• [WORK ITEM]
Check each line of the entries below for the word "config", and copy the lines that have it.

• [INPUT FOR THIS TASK]
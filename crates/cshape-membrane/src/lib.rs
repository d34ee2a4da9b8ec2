//! Ownership membrane for cshape.
//!
//! Every C resource that crosses the binding boundary as an opaque pointer
//! (heap blocks from `malloc`/`calloc`/`realloc`, `FILE*` streams, temporary
//! file names) is registered here and tracked through a two-state lifecycle:
//! `live -> released`. Operations on released or never-registered handles are
//! refused with a typed error instead of reaching the native library.
//!
//! # Architecture
//!
//! - **Ownership tracker** (`ownership`): logical-identity handle table keyed by
//!   monotonically increasing allocation tokens, guarded by a single lock
//! - **Configuration** (`config`): leak-check and release-history settings
//! - **Metrics** (`metrics`): atomic counters for observability

#![deny(unsafe_code)]

pub mod config;
pub mod metrics;
pub mod ownership;

pub use config::{LeakCheck, MembraneConfig};
pub use metrics::{MembraneMetrics, MetricsSnapshot};
pub use ownership::{
    Handle, HandleId, HandleRecord, LeakReport, Lifecycle, OwnershipError, OwnershipTracker,
    ResourceClass, global_tracker,
};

• [YOUR SOLUTION]
//! - **Configuration** (`config`): leak-check and release-history settings
pub mod config;
pub use config::{LeakCheck, MembraneConfig};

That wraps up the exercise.